A OM e os sindicatos

A relação entre a OM e os sindicatos foi outro dos assuntos que voltaram a ser discutidos. Desta vez, foi Eduardo Santana, membro do Conselho Regional do Sul, que questionou qual deve ser o «critério de dependência ou independência» entre estas entidades. Sobre este ponto, Carlos Silva Santos, a quem foi dirigida a pergunta, afirmou que «não é possível separar o mundo». E esclareceu que a sua posição em relação à recente greve dos médicos «não foi de apoio, mas de solidariedade». Miguel Leão disse apenas que isso está «dependente da greve e das circunstâncias», enquanto Pedro Nunes reafirmou que não admite ser «paternalista para com os sindicatos», até porque foi fundador de um deles.
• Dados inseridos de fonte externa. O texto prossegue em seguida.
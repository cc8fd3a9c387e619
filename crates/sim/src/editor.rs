//! Domain editing on top of the device: boundary repair and the two pointer
//! gestures (velocity drag and mask paint).

use glam::Vec2;

use crate::device::FieldDevice;
use crate::error::DeviceError;
use crate::grid::{CellKind, FieldState, GridSize, SOLID};
use crate::stroke::Stroke;

/// Zero the velocity owned by every solid interior cell.
///
/// For solid `(i,j)` this clears `u(i,j)`, `v(i,j)`, `u(i+1,j)` and `v(i,j+1)`.
/// Only the forward neighbours are touched; the backward faces of a solid cell
/// are its own `u(i,j)`/`v(i,j)`.
pub fn repair_boundary(state: &mut FieldState) -> usize {
    let grid = state.grid;
    let mut repaired = 0;
    for j in 1..grid.height.saturating_sub(1) {
        for i in 1..grid.width.saturating_sub(1) {
            if state.mask[grid.idx(i, j)] != SOLID {
                continue;
            }
            state.u[grid.idx(i, j)] = 0.0;
            state.v[grid.idx(i, j)] = 0.0;
            state.u[grid.idx(i + 1, j)] = 0.0;
            state.v[grid.idx(i, j + 1)] = 0.0;
            repaired += 1;
        }
    }
    repaired
}

/// Download, repair on the host, upload into both velocity arenas.
pub fn repair_device<D: FieldDevice + ?Sized>(device: &mut D) -> Result<usize, DeviceError> {
    let mut state = device.read_all()?;
    let repaired = repair_boundary(&mut state);
    device.write_all(&state)?;
    log::debug!("repaired {} solid cells on {}", repaired, device.name());
    Ok(repaired)
}

/// Pointer positions are accepted on the closed rectangle `[0,w] x [0,h]`.
#[inline]
pub fn in_domain(grid: GridSize, pos: Vec2) -> bool {
    pos.x >= 0.0 && pos.y >= 0.0 && pos.x <= grid.width as f32 && pos.y <= grid.height as f32
}

/// Cell under a domain-space position, if any.
#[inline]
pub fn cell_at(grid: GridSize, pos: Vec2) -> Option<(usize, usize)> {
    let (i, j) = (pos.x.floor() as i64, pos.y.floor() as i64);
    grid.contains(i, j).then(|| (i as usize, j as usize))
}

/// Velocity drag: two consecutive pointer samples become a velocity stroke.
#[derive(Clone, Copy, Debug, PartialEq)]
pub struct DragGesture {
    pub radius: f32,
    pub cell_size: f32,
}

impl DragGesture {
    /// `(p1 - p0) / dt * h`: cursor speed in domain units scaled by spacing.
    pub fn velocity(&self, p0: Vec2, p1: Vec2, dt: f32) -> Vec2 {
        if dt <= 0.0 {
            return Vec2::ZERO;
        }
        (p1 - p0) / dt * self.cell_size
    }

    /// Inject along `p0 -> p1`. Returns `false` when the start point is outside
    /// the domain.
    pub fn apply<D: FieldDevice + ?Sized>(
        &self,
        device: &mut D,
        p0: Vec2,
        p1: Vec2,
        dt: f32,
    ) -> Result<bool, DeviceError> {
        if !in_domain(device.grid(), p0) {
            return Ok(false);
        }
        let velocity = self.velocity(p0, p1, dt);
        device.apply_velocity(&Stroke::new(p0, p1, self.radius), velocity)?;
        Ok(true)
    }
}

/// Mask paint with the toggle rule: the first sample of a gesture decides the
/// value, which is then held until [`PaintGesture::release`].
#[derive(Clone, Copy, Debug, PartialEq)]
pub struct PaintGesture {
    pub radius: f32,
    holding: Option<CellKind>,
}

impl PaintGesture {
    pub fn new(radius: f32) -> Self {
        Self {
            radius,
            holding: None,
        }
    }

    /// Value currently being painted, if a gesture is active.
    pub fn holding(&self) -> Option<CellKind> {
        self.holding
    }

    pub fn release(&mut self) {
        self.holding = None;
    }

    /// Paint along `p0 -> p1`.
    ///
    /// On the first sample the mask under `floor(p1)` is read and its
    /// complement is held. Returns `false` (and paints nothing) when `p0` is
    /// outside the domain or the first sample has no cell under it.
    pub fn apply<D: FieldDevice + ?Sized>(
        &mut self,
        device: &mut D,
        p0: Vec2,
        p1: Vec2,
    ) -> Result<bool, DeviceError> {
        let grid = device.grid();
        if !in_domain(grid, p0) {
            return Ok(false);
        }
        let kind = match self.holding {
            Some(kind) => kind,
            None => {
                let Some((i, j)) = cell_at(grid, p1) else {
                    return Ok(false);
                };
                let mask = device.read_mask()?;
                let Some(under) = CellKind::from_mask(mask[grid.idx(i, j)]) else {
                    log::warn!("cell ({}, {}) holds non-binary mask value", i, j);
                    return Ok(false);
                };
                let kind = under.toggled();
                log::debug!("paint gesture started at ({}, {}): {:?}", i, j, kind);
                self.holding = Some(kind);
                kind
            }
        };
        device.paint_mask(&Stroke::new(p0, p1, self.radius), kind)?;
        Ok(true)
    }
}

#[cfg(test)]
mod tests {
    use super::*;
    use crate::cpu::CpuDevice;
    use crate::grid::FLUID;
    use approx::assert_relative_eq;

    fn boxed_device(w: usize, h: usize) -> CpuDevice {
        let grid = GridSize::new(w, h);
        let mut state = FieldState::open(grid);
        state.close_ring();
        let mut device = CpuDevice::new(grid);
        device.write_all(&state).unwrap();
        device
    }

    #[test]
    fn test_repair_zeroes_forward_faces_only() {
        let grid = GridSize::new(8, 8);
        let mut state = FieldState::open(grid);
        state.close_ring();
        state.u.fill(1.0);
        state.v.fill(1.0);
        state.mask[grid.idx(3, 3)] = SOLID;
        repair_boundary(&mut state);

        assert_eq!(state.u[grid.idx(3, 3)], 0.0);
        assert_eq!(state.v[grid.idx(3, 3)], 0.0);
        assert_eq!(state.u[grid.idx(4, 3)], 0.0);
        assert_eq!(state.v[grid.idx(3, 4)], 0.0);
        // Backward neighbours keep their stored values
        assert_eq!(state.u[grid.idx(2, 3)], 1.0);
        assert_eq!(state.v[grid.idx(3, 2)], 1.0);
        // The v of the right neighbour is not a face of (3,3)
        assert_eq!(state.v[grid.idx(4, 3)], 1.0);
    }

    #[test]
    fn test_drag_velocity_scales_by_cell_size() {
        let drag = DragGesture {
            radius: 5.0,
            cell_size: 0.1,
        };
        let vel = drag.velocity(Vec2::new(10.0, 10.0), Vec2::new(12.0, 9.0), 0.02);
        assert_relative_eq!(vel.x, 10.0, epsilon = 1e-5);
        assert_relative_eq!(vel.y, -5.0, epsilon = 1e-5);
        assert_eq!(drag.velocity(Vec2::ZERO, Vec2::ONE, 0.0), Vec2::ZERO);
    }

    #[test]
    fn test_drag_outside_domain_is_noop() {
        let mut device = boxed_device(16, 16);
        let drag = DragGesture {
            radius: 5.0,
            cell_size: 0.1,
        };
        let before = device.read_all().unwrap();
        let applied = drag
            .apply(&mut device, Vec2::new(-3.0, 4.0), Vec2::new(5.0, 5.0), 0.02)
            .unwrap();
        assert!(!applied);
        assert_eq!(device.read_all().unwrap(), before);
    }

    #[test]
    fn test_paint_gesture_holds_first_value() {
        let mut device = boxed_device(16, 16);
        let grid = device.grid();
        let mut gesture = PaintGesture::new(0.0);

        // Starts over fluid: paints solid for the whole gesture
        let p = Vec2::new(5.5, 5.5);
        assert!(gesture.apply(&mut device, p, p).unwrap());
        assert_eq!(gesture.holding(), Some(CellKind::Solid));
        // Re-crossing the painted cell keeps painting solid
        let q = Vec2::new(6.5, 5.5);
        assert!(gesture.apply(&mut device, p, q).unwrap());
        let mask = device.read_mask().unwrap();
        assert_eq!(mask[grid.idx(5, 5)], SOLID);
        assert_eq!(mask[grid.idx(6, 5)], SOLID);

        gesture.release();
        // New gesture over a solid cell paints fluid
        assert!(gesture.apply(&mut device, p, p).unwrap());
        assert_eq!(gesture.holding(), Some(CellKind::Fluid));
        assert_eq!(device.read_mask().unwrap()[grid.idx(5, 5)], FLUID);
    }

    #[test]
    fn test_cell_at_bounds() {
        let grid = GridSize::new(16, 16);
        assert_eq!(cell_at(grid, Vec2::new(0.0, 15.9)), Some((0, 15)));
        assert_eq!(cell_at(grid, Vec2::new(16.0, 3.0)), None);
        assert!(in_domain(grid, Vec2::new(16.0, 3.0)));
        assert!(!in_domain(grid, Vec2::new(-0.1, 3.0)));
    }
}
As listas e as suas «cores»

A lista «coesa» e o «projecto nacional» várias vezes referido por Miguel Leão em relação à sua candidatura não foram aspectos bem recebidos pelos seus adversários. Depois de lembrar a Miguel Leão que este «participa num processo de desunião» na OM, Carlos Silva Santos questionou as vantagens de «listas coesas monocolores» e perguntou se há solução para o caso de aquele candidato ter de ser «bastonário pluricolor».
Em resposta, o neurologista pediátrico reafirmou que se trata de um «projecto nacional» e que isso «não viola os Estatutos da Ordem». Já Pedro Nunes apontou que este é mais um ponto em que discorda de Miguel Leão, uma vez que «não é viável a existência de listas monocolores». Na sua opinião, o bastonário tem de ser alguém que está, desde logo, «disponível para aceitar o veredicto dos colegas». E acrescentou ainda que este tipo de listas «não existe, nem mesmo na candidatura do dr. Miguel Leão».
De salientar que, depois de Pedro Nunes reclamar a independência do poder político em relação à OM, Miguel Leão sublinhou que a filiação partidária «não é crime» e reafirmou que está inscrito no seu currículo que é militante do PSD.

A eterna abstenção?

Instados pelo moderador do debate, José Manuel Antunes, a comentar o interesse e a participação dos médicos nas eleições de 12 de Dezembro, Carlos Silva Santos mostrou-se confiante no interesse dos médicos, Miguel Leão é de opinião que vai ser tudo igual nestas eleições e Pedro Nunes apontou dados curiosos, relativos à votação por correspondência chegada até àquele momento -- que a «votação diminuiu na zona Sul» e é «francamente» maior no Norte e Centro. Mas, na sua opinião, isto «vale o que vale».